[Opening SOURCE INFORMATION section]

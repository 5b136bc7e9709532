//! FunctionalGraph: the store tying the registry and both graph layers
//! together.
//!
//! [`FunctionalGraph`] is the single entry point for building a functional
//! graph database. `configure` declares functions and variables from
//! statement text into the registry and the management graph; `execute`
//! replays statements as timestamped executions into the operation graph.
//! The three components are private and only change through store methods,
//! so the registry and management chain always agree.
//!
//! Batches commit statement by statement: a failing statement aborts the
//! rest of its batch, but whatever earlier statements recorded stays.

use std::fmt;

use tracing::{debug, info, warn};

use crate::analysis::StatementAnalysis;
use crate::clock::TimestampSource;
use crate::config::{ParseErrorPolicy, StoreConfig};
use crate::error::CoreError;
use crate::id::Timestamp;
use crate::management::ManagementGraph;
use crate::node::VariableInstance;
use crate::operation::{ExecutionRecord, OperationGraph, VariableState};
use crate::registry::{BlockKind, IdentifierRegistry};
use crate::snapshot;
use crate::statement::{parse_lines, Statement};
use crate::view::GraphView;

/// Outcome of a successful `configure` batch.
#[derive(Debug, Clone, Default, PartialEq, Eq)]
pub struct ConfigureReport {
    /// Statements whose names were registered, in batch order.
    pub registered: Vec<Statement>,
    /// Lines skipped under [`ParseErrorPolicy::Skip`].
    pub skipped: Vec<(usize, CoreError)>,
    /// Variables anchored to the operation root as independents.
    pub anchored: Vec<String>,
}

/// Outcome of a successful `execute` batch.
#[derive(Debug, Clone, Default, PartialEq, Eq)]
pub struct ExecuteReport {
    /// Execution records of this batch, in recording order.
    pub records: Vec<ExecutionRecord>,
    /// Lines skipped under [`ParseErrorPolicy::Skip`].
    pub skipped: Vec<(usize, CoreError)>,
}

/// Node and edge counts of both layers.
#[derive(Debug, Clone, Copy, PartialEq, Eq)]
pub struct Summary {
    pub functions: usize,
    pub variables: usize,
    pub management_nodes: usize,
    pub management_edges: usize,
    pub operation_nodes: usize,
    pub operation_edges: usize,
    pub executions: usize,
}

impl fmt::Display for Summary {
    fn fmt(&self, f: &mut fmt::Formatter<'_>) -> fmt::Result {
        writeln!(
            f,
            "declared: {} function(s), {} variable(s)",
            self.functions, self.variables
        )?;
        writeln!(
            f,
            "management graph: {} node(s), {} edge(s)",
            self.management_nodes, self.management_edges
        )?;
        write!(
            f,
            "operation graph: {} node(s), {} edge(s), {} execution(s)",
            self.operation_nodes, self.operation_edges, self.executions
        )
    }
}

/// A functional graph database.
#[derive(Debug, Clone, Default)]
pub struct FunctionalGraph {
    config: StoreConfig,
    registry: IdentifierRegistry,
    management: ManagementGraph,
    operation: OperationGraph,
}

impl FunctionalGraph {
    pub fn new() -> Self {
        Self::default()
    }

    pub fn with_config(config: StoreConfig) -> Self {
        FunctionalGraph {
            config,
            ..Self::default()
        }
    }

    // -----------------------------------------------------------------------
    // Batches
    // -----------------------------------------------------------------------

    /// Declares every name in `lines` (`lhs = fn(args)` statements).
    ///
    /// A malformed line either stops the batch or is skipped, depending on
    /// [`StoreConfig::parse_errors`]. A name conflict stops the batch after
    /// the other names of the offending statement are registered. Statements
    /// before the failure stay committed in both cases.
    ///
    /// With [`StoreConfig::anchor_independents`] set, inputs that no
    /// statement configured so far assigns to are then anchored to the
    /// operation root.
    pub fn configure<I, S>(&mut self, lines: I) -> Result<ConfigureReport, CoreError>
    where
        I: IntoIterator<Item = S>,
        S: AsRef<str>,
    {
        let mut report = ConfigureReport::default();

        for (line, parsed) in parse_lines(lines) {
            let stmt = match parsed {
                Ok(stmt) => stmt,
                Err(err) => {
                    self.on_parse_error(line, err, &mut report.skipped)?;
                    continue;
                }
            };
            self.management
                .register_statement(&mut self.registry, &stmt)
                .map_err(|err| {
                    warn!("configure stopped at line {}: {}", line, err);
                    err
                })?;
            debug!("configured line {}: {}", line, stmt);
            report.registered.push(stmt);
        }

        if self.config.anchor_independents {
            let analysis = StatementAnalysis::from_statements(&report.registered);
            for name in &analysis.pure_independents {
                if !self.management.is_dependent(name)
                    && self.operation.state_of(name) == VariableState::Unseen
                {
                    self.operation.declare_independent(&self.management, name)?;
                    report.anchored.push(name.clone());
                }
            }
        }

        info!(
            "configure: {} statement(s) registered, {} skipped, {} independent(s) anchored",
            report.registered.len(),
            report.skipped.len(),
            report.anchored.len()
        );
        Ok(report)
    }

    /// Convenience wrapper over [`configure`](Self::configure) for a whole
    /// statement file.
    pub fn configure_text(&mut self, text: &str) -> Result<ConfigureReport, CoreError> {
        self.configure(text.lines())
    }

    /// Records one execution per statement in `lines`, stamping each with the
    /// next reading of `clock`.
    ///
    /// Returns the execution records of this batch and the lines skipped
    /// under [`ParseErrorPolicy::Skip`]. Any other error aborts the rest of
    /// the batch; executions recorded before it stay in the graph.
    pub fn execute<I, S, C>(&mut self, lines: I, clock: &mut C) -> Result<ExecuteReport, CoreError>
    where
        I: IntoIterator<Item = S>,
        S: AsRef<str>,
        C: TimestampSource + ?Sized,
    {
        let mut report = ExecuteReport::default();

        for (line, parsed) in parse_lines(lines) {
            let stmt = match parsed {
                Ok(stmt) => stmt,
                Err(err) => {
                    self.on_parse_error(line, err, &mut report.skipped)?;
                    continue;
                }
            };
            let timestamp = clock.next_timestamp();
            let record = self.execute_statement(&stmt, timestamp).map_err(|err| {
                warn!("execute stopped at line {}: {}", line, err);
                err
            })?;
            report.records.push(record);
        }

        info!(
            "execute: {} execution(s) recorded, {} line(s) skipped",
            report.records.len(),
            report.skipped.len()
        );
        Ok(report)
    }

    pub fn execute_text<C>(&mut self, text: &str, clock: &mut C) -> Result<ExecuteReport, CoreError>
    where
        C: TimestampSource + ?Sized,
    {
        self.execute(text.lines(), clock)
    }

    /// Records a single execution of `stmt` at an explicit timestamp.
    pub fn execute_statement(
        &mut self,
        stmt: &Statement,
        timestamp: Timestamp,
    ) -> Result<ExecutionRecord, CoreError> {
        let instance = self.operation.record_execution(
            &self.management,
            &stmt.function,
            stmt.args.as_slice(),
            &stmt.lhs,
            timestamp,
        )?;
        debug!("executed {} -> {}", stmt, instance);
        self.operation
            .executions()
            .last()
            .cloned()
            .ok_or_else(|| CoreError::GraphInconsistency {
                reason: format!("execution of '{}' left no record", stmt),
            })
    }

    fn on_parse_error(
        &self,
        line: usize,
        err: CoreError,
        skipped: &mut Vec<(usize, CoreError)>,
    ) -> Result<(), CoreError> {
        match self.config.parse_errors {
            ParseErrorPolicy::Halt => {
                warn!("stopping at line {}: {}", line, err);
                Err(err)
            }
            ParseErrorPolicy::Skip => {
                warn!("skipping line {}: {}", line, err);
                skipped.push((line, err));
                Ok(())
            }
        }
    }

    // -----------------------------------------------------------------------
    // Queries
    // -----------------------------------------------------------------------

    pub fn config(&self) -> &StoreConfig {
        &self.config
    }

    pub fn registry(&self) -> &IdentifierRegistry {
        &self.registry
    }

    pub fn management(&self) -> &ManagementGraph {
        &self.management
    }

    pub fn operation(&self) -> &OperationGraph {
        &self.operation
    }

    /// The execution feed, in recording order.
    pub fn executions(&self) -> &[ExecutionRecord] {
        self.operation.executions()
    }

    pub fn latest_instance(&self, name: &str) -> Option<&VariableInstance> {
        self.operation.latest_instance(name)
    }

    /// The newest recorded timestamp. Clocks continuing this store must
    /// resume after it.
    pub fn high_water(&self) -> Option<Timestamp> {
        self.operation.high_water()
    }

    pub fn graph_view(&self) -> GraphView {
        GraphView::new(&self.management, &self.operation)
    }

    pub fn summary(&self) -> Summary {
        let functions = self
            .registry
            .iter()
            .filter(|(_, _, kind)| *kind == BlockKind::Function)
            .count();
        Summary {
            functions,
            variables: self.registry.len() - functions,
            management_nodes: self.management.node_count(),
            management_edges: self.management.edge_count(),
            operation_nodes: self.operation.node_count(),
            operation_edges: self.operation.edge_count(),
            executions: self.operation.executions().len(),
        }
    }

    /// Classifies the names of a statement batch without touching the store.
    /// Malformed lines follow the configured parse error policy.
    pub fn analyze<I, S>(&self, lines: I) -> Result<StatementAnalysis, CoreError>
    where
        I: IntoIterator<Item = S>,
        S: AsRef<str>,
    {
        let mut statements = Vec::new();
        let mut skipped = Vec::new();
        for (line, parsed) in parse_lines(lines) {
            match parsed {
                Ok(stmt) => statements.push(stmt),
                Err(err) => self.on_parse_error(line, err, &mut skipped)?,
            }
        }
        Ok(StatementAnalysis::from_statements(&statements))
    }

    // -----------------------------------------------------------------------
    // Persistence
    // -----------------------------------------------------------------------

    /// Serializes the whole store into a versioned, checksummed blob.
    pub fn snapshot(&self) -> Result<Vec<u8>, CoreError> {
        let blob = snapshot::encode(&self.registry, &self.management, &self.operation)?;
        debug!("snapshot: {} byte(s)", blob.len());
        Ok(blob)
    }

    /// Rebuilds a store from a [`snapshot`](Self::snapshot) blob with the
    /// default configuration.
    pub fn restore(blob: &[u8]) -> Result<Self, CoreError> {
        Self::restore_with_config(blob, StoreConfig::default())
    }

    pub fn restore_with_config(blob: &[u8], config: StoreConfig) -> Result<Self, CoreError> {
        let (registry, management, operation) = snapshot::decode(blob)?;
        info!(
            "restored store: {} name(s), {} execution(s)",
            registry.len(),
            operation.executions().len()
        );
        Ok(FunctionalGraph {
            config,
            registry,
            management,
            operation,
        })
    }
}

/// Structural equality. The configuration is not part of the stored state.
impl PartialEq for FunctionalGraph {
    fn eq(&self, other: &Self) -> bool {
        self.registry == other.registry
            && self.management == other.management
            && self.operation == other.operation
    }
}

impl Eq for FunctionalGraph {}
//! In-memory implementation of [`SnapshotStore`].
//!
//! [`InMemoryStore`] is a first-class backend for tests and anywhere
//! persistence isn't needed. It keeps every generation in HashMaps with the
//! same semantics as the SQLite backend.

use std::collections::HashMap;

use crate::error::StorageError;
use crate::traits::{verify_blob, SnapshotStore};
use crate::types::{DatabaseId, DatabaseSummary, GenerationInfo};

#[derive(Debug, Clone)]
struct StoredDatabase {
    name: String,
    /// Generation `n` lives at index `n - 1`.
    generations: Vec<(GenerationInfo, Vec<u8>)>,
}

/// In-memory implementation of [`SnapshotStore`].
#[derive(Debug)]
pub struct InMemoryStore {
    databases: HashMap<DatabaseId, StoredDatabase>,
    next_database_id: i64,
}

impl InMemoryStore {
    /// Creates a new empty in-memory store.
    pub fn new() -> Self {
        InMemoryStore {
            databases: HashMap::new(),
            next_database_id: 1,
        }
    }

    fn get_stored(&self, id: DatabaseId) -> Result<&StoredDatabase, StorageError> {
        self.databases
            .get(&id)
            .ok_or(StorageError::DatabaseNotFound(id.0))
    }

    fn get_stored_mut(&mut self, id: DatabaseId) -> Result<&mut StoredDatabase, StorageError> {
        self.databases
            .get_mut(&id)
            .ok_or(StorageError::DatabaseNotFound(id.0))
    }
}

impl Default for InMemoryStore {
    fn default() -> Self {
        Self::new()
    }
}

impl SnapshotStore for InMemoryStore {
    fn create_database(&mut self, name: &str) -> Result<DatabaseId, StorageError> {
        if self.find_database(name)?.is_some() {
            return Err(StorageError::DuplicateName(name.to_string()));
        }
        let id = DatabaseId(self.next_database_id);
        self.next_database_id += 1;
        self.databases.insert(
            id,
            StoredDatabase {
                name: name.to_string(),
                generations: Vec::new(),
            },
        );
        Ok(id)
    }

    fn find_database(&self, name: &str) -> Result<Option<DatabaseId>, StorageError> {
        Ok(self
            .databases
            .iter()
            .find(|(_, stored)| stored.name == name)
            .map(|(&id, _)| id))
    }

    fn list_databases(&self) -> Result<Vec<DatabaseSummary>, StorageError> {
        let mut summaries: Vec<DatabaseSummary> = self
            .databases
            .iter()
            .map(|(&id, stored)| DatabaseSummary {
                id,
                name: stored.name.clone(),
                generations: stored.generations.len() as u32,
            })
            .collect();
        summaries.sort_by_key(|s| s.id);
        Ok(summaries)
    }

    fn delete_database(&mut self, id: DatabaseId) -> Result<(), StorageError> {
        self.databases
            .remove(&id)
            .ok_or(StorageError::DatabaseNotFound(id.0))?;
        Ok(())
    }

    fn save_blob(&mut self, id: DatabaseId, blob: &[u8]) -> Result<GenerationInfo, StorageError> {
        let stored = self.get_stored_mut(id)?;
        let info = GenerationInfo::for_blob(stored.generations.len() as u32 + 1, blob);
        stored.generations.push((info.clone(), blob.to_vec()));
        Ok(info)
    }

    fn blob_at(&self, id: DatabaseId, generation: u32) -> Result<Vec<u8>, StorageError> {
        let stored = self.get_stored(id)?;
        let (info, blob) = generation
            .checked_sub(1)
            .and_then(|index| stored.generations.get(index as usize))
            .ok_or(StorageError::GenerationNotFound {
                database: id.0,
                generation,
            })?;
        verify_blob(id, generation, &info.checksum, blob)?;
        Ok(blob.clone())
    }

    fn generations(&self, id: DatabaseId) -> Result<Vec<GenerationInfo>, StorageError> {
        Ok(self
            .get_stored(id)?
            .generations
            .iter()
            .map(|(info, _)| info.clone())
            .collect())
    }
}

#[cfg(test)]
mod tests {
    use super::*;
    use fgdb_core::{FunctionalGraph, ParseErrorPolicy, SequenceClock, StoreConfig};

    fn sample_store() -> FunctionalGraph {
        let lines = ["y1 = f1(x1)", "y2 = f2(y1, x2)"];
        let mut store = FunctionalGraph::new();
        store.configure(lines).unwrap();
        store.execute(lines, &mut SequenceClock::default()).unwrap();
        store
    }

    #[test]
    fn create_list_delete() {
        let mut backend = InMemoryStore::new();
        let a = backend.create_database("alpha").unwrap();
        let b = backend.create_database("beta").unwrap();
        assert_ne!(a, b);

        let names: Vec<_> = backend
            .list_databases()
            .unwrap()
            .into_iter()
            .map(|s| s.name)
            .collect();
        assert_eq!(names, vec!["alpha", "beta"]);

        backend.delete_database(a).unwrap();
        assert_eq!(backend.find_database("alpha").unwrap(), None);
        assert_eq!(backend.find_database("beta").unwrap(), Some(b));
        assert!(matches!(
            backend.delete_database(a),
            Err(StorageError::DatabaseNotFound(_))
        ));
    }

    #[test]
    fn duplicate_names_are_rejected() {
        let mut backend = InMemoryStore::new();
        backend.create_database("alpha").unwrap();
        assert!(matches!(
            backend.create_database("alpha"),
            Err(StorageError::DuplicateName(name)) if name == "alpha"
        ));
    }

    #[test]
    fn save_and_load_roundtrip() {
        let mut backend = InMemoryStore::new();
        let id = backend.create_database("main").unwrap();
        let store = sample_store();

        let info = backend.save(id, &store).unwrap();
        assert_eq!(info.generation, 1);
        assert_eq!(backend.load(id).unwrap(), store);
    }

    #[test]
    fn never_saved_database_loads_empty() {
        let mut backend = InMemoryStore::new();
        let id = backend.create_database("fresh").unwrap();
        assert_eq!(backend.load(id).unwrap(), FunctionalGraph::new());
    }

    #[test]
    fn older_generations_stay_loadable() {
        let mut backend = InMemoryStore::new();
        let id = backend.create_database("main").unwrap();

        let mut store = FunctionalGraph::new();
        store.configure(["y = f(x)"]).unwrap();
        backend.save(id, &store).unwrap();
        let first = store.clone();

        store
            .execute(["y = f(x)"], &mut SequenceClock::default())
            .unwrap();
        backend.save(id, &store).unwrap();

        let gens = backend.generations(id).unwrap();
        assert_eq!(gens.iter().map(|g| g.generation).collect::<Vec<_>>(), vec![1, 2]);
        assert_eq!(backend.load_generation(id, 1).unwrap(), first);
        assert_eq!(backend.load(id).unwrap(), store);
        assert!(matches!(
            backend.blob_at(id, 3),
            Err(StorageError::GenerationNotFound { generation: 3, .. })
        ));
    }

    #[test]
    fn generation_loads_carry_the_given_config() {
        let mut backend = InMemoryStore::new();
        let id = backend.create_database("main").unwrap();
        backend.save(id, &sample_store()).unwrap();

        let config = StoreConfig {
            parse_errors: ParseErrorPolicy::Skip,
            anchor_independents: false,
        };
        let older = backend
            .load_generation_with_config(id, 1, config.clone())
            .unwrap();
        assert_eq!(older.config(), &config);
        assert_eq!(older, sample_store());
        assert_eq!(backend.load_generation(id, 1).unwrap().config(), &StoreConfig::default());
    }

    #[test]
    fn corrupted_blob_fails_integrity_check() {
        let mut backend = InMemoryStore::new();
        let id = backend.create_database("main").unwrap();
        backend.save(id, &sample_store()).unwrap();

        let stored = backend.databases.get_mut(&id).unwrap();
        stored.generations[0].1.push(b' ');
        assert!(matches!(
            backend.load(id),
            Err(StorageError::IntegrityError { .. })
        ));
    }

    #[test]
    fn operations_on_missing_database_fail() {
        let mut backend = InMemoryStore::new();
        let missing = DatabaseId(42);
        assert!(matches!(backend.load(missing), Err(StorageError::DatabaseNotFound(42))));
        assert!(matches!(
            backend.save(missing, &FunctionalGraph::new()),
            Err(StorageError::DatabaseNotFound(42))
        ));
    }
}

[Closing SOURCE INFORMATION section]

> **PROBLEM**
Look through the entries and return each line that has the word "after" in it.

> **THE ANSWER**
    /// [`StoreConfig::parse_errors`]. A name conflict stops the batch after
    /// resume after it.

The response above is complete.